Background: Vascular endothelial growth factor (VEGF) and immune checkpoint inhibitors (IO) combinations are a standard in mRCC. Molecular clusters of patients have been identified and correlated with outcomes in the phase 3 IMmotion151 (IM151) trial of atezolizumab + bevacizumab (IO+VEGF) vs. sunitinib (Sun) (Motzer, Cancer Cell 2020 &JAMA Oncol 2021). Avelumab+axitinib (AA) is an approved IO+VEGF combination in mRCC. This work aims to evaluate these clusters in patients from the phase 3 JAVELIN Renal 101 (JR101; NCT02684006 ) trial of AA vs. Sun. Methods: Bulk RNA-sequencing of primary and metastatic samples and clinical data (data cutoff: 28 January 2019) from JR101 were obtained. A random forest model designed to predict molecular clusters based on transcriptomic data was trained on the IM151 dataset. Using this model, patients from JR101 study were categorized into previously defined molecular subgroups. We then evaluated treatment outcomes including progression-free survival (PFS), objective response rate (ORR), and overall survival (OS) from JR101 in relation to molecular subgroups. Results: The proportion of patients in each molecular subtype and across MSKCC risk groups were largely comparable between the 2 trials (accuracy: 81.6%; p=0.2). AA was generally superior to Sun. for PFS and ORR across all molecular subsets, including angiogenic and immune-based clusters (Table).
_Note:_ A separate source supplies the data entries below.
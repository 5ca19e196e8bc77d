//! The resolution engine.
//!
//! Per question: embed, match against the published index, and on a miss
//! fall back to generation, caching the generated answer or deferring the
//! question to the pending queue.
//!
//! The (corpus, vectors) pair is an immutable [`IndexSnapshot`] behind an
//! `Arc`. Readers clone the `Arc` once per lookup; rebuilds construct a new
//! snapshot without holding any lock and swap it in. Embedding and
//! generation calls never run under a lock.

use crate::config::ResolverConfig;
use crate::embeddings::EmbeddingProvider;
use crate::generator::AnswerGenerator;
use crate::index::IndexSnapshot;
use crate::matcher::best_match;
use crate::prompt::PromptTemplate;
use crate::repository::FaqRepository;
use crate::types::{CacheStats, Entry, PendingQuestion, Resolution};
use faqgate_core::{AppError, AppResult};
use std::sync::{Arc, PoisonError, RwLock};
use tracing::{debug, info, instrument, warn};

pub struct ResolutionEngine {
    repository: Arc<FaqRepository>,
    embedder: Arc<dyn EmbeddingProvider>,
    generator: Arc<dyn AnswerGenerator>,
    prompt: PromptTemplate,
    config: ResolverConfig,
    snapshot: RwLock<Arc<IndexSnapshot>>,
}

impl ResolutionEngine {
    /// Create an engine and build the initial index from the repository.
    pub async fn new(
        repository: Arc<FaqRepository>,
        embedder: Arc<dyn EmbeddingProvider>,
        generator: Arc<dyn AnswerGenerator>,
        config: ResolverConfig,
    ) -> AppResult<Self> {
        let prompt = PromptTemplate::new(&config.prompt_template)?;

        let revision = repository.curated_revision();
        let snapshot = IndexSnapshot::build(repository.load(), embedder.as_ref(), revision).await?;

        info!(
            entries = snapshot.len(),
            threshold = config.similarity_threshold,
            embedder = embedder.provider_name(),
            "Resolution engine ready"
        );

        Ok(Self {
            repository,
            embedder,
            generator,
            prompt,
            config,
            snapshot: RwLock::new(Arc::new(snapshot)),
        })
    }

    pub fn config(&self) -> &ResolverConfig {
        &self.config
    }

    pub fn repository(&self) -> &FaqRepository {
        &self.repository
    }

    /// The currently published index.
    pub fn snapshot(&self) -> Arc<IndexSnapshot> {
        let guard = self.snapshot.read().unwrap_or_else(PoisonError::into_inner);
        Arc::clone(&guard)
    }

    /// Answer a question from the cache, the generator, or by deferring it.
    ///
    /// Generation problems never surface here; they end in deferral.
    #[instrument(skip(self, question), fields(question_len = question.len()))]
    pub async fn resolve(&self, question: &str) -> AppResult<Resolution> {
        let question = question.trim();
        if question.is_empty() {
            return Err(AppError::EmptyInput);
        }

        let snapshot = self.snapshot();
        if let Some(hit) = self.lookup(&snapshot, question).await? {
            return Ok(hit);
        }

        match self.generate(question).await {
            Ok(answer) => {
                self.store_answer(question, &answer).await?;
                info!("Answered by generator and cached");
                Ok(Resolution::generated(answer))
            }
            Err(e) => {
                warn!("Deferring question: {}", e);
                self.repository
                    .append_pending(&PendingQuestion::now(question))?;
                Ok(Resolution::deferred(self.config.deferred_message.clone()))
            }
        }
    }

    /// Questions waiting for an admin.
    pub fn list_pending(&self) -> Vec<PendingQuestion> {
        self.repository.load_pending()
    }

    /// Store an admin-written answer, then clear the matching pending rows.
    #[instrument(skip_all)]
    pub async fn answer_pending(&self, question: &str, answer: &str) -> AppResult<()> {
        let removed = self.repository.record_answer(question, answer)?;
        self.refresh_index().await;
        info!(removed, "Pending question answered by admin");
        Ok(())
    }

    /// Retry generation for a pending question.
    ///
    /// Unlike [`resolve`](Self::resolve), failure is returned as
    /// `GenerationFailed` and the pending rows are left in place.
    #[instrument(skip_all)]
    pub async fn generate_for_pending(&self, question: &str) -> AppResult<String> {
        let question = question.trim();
        if question.is_empty() {
            return Err(AppError::MissingField("question"));
        }

        let answer = self.generate(question).await?;
        self.store_answer(question, &answer).await?;
        let removed = self.repository.remove_pending(question)?;
        info!(removed, "Pending question answered by generator");
        Ok(answer)
    }

    /// Rebuild the index from the repository and publish it.
    ///
    /// Returns the snapshot that is published afterwards, which is this
    /// rebuild's unless a rebuild of a newer curated revision already won.
    pub async fn rebuild_index(&self) -> AppResult<Arc<IndexSnapshot>> {
        // Revision first: the corpus loaded next holds at least this many appends
        let revision = self.repository.curated_revision();
        let corpus = self.repository.load();

        let fresh = IndexSnapshot::build(corpus, self.embedder.as_ref(), revision).await?;
        Ok(self.publish(Arc::new(fresh)))
    }

    pub fn stats(&self) -> CacheStats {
        CacheStats {
            indexed_vectors: self.snapshot().store().len(),
            ..self.repository.stats(self.config.similarity_threshold)
        }
    }

    async fn lookup(&self, snapshot: &IndexSnapshot, question: &str) -> AppResult<Option<Resolution>> {
        if snapshot.is_empty() {
            debug!("Index is empty, skipping similarity search");
            return Ok(None);
        }

        let query = self
            .embedder
            .embed(question)
            .await
            .map_err(|e| AppError::EmbeddingUnavailable(e.to_string()))?;

        let Some(found) = best_match(&query, snapshot.store()) else {
            return Ok(None);
        };

        if found.score < self.config.similarity_threshold {
            debug!(
                score = found.score,
                threshold = self.config.similarity_threshold,
                "Best match below threshold"
            );
            return Ok(None);
        }

        let entry = snapshot.entry(found.index).ok_or_else(|| {
            AppError::Other(format!("Match index {} outside corpus", found.index))
        })?;

        info!(score = found.score, index = found.index, "Served from cache");
        Ok(Some(Resolution::cached(entry.answer.clone(), found.score)))
    }

    /// Run the generator under the configured timeout. Every failure mode,
    /// including an empty answer, comes back as `GenerationFailed`.
    async fn generate(&self, question: &str) -> AppResult<String> {
        let prompt = self
            .prompt
            .render(question)
            .map_err(|e| AppError::GenerationFailed(e.to_string()))?;

        let outcome =
            tokio::time::timeout(self.config.generation_timeout, self.generator.complete(&prompt))
                .await;

        match outcome {
            Ok(Ok(answer)) => {
                let answer = answer.trim();
                if answer.is_empty() {
                    return Err(AppError::GenerationFailed("empty answer".to_string()));
                }
                Ok(answer.to_string())
            }
            Ok(Err(AppError::GenerationFailed(msg))) => Err(AppError::GenerationFailed(msg)),
            Ok(Err(e)) => Err(AppError::GenerationFailed(e.to_string())),
            Err(_) => Err(AppError::GenerationFailed(format!(
                "timed out after {:?}",
                self.config.generation_timeout
            ))),
        }
    }

    /// Persist a new curated entry, then refresh the index.
    ///
    /// The entry is durable before this returns. A failed rebuild keeps the
    /// previous index published; the entry is picked up by the next rebuild.
    async fn store_answer(&self, question: &str, answer: &str) -> AppResult<()> {
        self.repository
            .append_curated(&Entry::new(question, answer))?;
        self.refresh_index().await;
        Ok(())
    }

    async fn refresh_index(&self) {
        if let Err(e) = self.rebuild_index().await {
            warn!("Index rebuild failed, previous index stays published: {}", e);
        }
    }

    fn publish(&self, fresh: Arc<IndexSnapshot>) -> Arc<IndexSnapshot> {
        let mut current = self.snapshot.write().unwrap_or_else(PoisonError::into_inner);

        if fresh.revision() >= current.revision() {
            debug!(
                entries = fresh.len(),
                revision = fresh.revision(),
                "Publishing rebuilt index"
            );
            *current = fresh;
        } else {
            debug!(
                stale = fresh.revision(),
                published = current.revision(),
                "Discarding stale index rebuild"
            );
        }

        Arc::clone(&current)
    }
}
//! faqgate CLI
//!
//! Main entry point for the faqgate command-line tool.
//! Answers product questions from a curated FAQ cache, falling back to an
//! LLM and queueing what it cannot answer for admin review.

mod commands;

use clap::{Parser, Subcommand};
use commands::{AskCommand, PendingCommand, RebuildCommand, StatsCommand};
use faqgate_core::{config::AppConfig, logging, AppResult};
use std::path::PathBuf;

/// faqgate - FAQ answers with a cache, an LLM fallback and a review queue
#[derive(Parser, Debug)]
#[command(name = "faqgate")]
#[command(about = "FAQ answers with a cache, an LLM fallback and a review queue", long_about = None)]
#[command(version)]
struct Cli {
    /// Path to workspace directory (default: current directory)
    #[arg(short, long, global = true, env = "FAQGATE_WORKSPACE")]
    workspace: Option<PathBuf>,

    /// Path to config file
    #[arg(short, long, global = true, env = "FAQGATE_CONFIG")]
    config: Option<PathBuf>,

    /// Log level (error, warn, info, debug, trace)
    #[arg(long, global = true, env = "RUST_LOG")]
    log_level: Option<String>,

    /// Enable verbose output (sets log level to debug)
    #[arg(short, long, global = true)]
    verbose: bool,

    /// Disable colored output
    #[arg(long, global = true, env = "NO_COLOR")]
    no_color: bool,

    /// Generation provider (openrouter, ollama)
    #[arg(short, long, global = true, env = "FAQGATE_PROVIDER")]
    provider: Option<String>,

    /// Generation model identifier
    #[arg(short, long, global = true, env = "FAQGATE_MODEL")]
    model: Option<String>,

    /// Minimum similarity for a cache hit (0.0-1.0)
    #[arg(short, long, global = true, env = "FAQGATE_THRESHOLD")]
    threshold: Option<f32>,

    #[command(subcommand)]
    command: Commands,
}

#[derive(Subcommand, Debug)]
enum Commands {
    /// Ask a question
    Ask(AskCommand),

    /// Manage questions awaiting review
    Pending(PendingCommand),

    /// Show cache and queue statistics
    Stats(StatsCommand),

    /// Rebuild the similarity index
    Rebuild(RebuildCommand),
}

#[tokio::main]
async fn main() -> AppResult<()> {
    // Parse command-line arguments first (needed for logging config)
    let cli = Cli::parse();

    // Load configuration from environment and config file
    let config = AppConfig::load_with(cli.workspace, cli.config)?;

    // Apply CLI overrides
    let config = config.with_overrides(
        cli.provider,
        cli.model,
        cli.threshold,
        cli.log_level,
        cli.verbose,
        cli.no_color,
    );

    // Initialize logging with final configuration
    logging::init_logging(config.log_level.as_deref(), config.no_color)?;

    tracing::info!("faqgate starting");
    tracing::debug!("Workspace: {:?}", config.workspace);
    tracing::debug!("Provider: {}", config.provider);
    tracing::debug!("Model: {}", config.model);
    tracing::debug!("Embedding provider: {}", config.embedding_provider);

    config.validate()?;
    config.ensure_faqgate_dir()?;

    let command_name = match &cli.command {
        Commands::Ask(_) => "ask",
        Commands::Pending(_) => "pending",
        Commands::Stats(_) => "stats",
        Commands::Rebuild(_) => "rebuild",
    };
    let _span = tracing::info_span!("command", name = command_name).entered();

    // Route to command handlers
    let result = match cli.command {
        Commands::Ask(cmd) => cmd.execute(&config).await,
        Commands::Pending(cmd) => cmd.execute(&config).await,
        Commands::Stats(cmd) => cmd.execute(&config).await,
        Commands::Rebuild(cmd) => cmd.execute(&config).await,
    };

    match &result {
        Ok(_) => tracing::info!("Command completed successfully"),
        Err(e) => tracing::error!("Command failed: {}", e),
    }

    result
}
Combining immune and/or cell cycle-enriched clusters 4+5 resulted in improved PFS (HR: 0.65; 95% CI: 0.44-0.97) for AA vs. Sun. Conclusions: We were able to largely validate the molecular clusters classification and some of the associations with survival outcomes from IM151 in the JR101 clinical trial cohort. Biomarkers of specific VEGF+IO combinations in mRCC should be prospectively validated in randomized trials.

Cluster 7 separately was excluded as it contains 1 patient per treatment arm.